Exercise
Every line of the entries with the word "AppConfig" in it should be shown.

Start of Block

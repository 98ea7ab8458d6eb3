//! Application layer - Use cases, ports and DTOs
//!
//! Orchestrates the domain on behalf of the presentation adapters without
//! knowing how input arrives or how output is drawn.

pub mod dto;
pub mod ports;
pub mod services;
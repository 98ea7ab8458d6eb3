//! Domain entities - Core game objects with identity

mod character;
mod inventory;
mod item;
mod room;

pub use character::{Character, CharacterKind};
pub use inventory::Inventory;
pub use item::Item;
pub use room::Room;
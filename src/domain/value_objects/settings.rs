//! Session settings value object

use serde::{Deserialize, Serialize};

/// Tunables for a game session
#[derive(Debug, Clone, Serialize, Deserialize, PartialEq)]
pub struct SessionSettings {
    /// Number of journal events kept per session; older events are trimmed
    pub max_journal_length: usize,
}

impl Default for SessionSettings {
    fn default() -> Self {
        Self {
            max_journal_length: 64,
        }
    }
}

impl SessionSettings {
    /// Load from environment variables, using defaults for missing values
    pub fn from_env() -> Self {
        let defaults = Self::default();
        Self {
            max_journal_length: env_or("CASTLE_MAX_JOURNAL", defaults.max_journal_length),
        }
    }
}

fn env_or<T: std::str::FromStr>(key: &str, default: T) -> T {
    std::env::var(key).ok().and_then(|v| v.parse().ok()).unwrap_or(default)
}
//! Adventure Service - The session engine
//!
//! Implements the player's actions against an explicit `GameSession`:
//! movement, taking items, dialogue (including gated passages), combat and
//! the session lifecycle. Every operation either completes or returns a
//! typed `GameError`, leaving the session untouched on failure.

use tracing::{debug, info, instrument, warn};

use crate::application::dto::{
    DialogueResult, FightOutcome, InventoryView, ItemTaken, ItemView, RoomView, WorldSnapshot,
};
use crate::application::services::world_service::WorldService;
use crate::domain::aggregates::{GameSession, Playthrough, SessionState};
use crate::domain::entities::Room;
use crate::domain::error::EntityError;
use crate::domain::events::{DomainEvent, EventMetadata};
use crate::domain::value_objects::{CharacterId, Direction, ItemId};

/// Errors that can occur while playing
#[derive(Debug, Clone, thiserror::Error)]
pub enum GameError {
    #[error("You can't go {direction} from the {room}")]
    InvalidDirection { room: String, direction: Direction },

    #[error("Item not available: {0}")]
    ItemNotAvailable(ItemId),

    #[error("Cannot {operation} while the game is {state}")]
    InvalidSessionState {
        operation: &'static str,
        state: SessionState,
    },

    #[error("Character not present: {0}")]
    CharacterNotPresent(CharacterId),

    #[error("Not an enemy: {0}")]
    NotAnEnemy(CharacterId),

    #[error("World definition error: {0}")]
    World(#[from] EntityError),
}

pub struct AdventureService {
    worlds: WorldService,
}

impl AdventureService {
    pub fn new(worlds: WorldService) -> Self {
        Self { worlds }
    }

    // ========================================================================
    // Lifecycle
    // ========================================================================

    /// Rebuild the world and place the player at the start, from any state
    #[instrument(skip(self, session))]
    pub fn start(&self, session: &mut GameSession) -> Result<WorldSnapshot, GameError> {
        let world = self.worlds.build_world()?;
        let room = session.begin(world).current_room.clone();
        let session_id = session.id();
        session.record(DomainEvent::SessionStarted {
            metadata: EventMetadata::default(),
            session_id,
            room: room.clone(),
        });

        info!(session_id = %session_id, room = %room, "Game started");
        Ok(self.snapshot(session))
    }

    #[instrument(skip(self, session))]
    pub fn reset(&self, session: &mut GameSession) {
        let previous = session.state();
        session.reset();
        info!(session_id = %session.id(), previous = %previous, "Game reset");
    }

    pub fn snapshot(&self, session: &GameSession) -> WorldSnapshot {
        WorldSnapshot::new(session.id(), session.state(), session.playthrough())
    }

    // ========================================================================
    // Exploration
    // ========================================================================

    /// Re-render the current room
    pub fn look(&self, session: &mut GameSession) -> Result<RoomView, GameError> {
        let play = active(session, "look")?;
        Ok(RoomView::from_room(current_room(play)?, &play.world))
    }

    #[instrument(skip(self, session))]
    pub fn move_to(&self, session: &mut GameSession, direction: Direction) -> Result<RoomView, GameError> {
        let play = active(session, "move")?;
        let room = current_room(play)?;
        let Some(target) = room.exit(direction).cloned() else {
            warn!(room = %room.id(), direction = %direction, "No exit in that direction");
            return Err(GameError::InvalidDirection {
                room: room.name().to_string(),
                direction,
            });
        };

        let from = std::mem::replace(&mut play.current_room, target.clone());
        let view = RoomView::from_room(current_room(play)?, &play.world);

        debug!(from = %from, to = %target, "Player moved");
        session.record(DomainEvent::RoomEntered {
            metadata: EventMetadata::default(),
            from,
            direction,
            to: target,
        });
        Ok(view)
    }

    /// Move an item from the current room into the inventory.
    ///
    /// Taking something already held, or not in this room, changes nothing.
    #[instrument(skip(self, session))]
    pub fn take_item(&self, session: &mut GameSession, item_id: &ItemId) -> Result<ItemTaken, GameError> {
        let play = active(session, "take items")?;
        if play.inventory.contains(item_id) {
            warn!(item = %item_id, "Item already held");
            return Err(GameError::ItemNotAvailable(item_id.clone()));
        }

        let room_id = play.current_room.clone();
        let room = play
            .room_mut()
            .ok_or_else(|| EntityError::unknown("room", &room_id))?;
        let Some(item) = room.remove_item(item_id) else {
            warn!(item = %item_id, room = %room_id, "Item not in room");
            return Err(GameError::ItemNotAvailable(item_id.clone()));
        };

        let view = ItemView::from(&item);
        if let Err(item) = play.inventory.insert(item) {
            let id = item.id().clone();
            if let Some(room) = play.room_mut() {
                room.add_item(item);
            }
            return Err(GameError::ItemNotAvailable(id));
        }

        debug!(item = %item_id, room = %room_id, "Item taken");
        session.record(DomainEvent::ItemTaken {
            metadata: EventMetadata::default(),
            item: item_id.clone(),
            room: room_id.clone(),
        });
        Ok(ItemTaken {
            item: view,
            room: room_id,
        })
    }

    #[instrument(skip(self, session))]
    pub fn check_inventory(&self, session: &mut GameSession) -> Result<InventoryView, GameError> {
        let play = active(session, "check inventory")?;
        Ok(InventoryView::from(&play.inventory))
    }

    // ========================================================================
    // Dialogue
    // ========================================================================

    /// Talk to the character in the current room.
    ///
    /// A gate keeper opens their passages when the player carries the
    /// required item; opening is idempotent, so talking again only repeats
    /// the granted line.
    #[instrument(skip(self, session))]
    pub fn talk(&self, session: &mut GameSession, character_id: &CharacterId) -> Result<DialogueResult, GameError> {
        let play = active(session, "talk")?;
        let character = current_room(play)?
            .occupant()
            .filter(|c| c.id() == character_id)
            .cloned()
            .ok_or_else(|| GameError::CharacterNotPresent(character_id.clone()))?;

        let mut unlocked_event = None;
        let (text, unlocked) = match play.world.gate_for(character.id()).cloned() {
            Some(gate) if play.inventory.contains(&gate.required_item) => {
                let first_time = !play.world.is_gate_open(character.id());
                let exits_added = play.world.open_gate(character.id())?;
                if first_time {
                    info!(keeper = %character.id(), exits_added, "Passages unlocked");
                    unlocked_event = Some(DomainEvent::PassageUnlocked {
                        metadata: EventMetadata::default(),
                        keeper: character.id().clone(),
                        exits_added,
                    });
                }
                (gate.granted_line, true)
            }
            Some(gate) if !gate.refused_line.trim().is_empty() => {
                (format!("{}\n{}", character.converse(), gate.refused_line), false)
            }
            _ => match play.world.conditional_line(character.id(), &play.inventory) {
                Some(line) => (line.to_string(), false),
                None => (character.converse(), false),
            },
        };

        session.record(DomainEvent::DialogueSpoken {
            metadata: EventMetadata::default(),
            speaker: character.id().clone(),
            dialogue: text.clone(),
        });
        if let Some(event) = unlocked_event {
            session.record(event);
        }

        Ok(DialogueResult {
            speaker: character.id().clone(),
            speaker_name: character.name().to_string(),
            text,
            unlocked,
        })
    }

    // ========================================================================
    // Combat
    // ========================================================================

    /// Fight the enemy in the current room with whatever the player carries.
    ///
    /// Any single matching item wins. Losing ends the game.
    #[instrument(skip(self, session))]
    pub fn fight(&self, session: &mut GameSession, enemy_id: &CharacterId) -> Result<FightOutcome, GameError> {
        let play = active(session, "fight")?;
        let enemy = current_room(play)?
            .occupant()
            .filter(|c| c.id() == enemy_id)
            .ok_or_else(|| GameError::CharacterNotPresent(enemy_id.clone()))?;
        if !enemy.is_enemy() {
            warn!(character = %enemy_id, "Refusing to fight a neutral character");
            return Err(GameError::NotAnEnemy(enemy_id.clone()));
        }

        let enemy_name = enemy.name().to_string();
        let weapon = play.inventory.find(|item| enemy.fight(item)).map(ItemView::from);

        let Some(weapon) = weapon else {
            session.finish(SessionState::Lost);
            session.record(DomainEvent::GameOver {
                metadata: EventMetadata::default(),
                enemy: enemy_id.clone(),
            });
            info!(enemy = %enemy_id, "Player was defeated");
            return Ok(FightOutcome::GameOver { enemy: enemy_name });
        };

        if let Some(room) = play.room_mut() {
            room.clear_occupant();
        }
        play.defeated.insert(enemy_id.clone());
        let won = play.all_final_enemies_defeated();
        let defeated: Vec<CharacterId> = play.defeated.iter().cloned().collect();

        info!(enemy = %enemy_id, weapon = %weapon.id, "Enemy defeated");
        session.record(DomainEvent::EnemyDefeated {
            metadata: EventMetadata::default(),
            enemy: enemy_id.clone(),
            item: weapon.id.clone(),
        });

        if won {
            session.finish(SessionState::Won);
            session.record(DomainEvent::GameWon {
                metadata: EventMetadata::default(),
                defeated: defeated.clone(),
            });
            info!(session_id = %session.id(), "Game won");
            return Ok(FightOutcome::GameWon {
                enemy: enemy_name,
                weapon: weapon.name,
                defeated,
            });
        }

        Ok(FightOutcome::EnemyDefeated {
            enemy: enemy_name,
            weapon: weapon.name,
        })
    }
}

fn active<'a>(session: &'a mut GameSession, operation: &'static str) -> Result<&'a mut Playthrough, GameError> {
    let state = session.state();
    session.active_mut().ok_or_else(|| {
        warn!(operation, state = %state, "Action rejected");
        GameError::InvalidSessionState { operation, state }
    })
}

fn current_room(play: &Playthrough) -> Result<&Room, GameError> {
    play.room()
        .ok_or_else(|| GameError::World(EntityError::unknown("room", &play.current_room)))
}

End of Block
Start of Block

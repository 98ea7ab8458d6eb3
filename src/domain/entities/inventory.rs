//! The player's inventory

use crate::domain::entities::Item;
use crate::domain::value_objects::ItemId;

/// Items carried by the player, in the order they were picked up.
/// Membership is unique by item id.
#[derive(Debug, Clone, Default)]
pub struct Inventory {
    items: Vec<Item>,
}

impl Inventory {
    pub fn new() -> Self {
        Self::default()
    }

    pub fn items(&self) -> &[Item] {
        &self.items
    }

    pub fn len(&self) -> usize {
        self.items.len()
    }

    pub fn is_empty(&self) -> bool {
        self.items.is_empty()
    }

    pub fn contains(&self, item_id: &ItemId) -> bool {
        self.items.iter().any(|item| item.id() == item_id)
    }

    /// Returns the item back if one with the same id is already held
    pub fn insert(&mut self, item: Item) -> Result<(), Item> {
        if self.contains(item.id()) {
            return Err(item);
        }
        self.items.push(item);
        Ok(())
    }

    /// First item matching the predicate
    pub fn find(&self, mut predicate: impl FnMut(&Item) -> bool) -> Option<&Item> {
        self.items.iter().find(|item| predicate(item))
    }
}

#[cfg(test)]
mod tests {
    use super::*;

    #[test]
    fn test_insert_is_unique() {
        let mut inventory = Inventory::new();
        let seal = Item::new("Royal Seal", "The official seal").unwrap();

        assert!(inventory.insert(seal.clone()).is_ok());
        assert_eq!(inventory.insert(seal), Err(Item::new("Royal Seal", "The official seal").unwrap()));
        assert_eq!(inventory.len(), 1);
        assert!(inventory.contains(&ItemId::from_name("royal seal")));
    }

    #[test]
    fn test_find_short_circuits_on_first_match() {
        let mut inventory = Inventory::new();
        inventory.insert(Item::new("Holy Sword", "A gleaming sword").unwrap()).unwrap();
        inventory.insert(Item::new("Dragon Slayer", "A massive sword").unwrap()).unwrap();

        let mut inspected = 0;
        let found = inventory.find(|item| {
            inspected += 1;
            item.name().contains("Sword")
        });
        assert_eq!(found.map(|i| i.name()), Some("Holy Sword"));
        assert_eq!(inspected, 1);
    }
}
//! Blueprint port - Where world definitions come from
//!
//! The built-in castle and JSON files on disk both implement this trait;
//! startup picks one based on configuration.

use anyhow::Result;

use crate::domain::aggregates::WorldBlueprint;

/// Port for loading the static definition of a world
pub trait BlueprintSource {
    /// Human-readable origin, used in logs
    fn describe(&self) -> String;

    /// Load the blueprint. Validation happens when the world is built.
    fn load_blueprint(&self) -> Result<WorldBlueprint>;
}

End of Block
Start of Block

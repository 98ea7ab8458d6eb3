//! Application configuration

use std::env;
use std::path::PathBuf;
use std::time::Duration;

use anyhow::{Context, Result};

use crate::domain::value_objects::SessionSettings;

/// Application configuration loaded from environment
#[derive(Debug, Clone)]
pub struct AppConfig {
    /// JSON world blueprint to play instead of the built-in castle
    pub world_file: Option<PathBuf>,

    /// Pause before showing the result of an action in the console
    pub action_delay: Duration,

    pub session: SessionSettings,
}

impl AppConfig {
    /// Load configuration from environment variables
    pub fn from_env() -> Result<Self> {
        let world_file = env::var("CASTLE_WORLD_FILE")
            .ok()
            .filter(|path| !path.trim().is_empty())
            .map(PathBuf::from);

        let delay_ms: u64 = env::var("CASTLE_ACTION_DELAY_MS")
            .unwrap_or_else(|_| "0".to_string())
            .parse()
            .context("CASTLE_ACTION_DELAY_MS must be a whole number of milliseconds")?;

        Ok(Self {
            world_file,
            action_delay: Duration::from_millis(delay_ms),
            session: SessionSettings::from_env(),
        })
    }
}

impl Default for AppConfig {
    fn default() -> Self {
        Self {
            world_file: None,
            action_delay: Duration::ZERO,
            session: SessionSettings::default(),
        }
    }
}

End of Block

Task output
pub struct AppConfig {
impl AppConfig {
impl Default for AppConfig {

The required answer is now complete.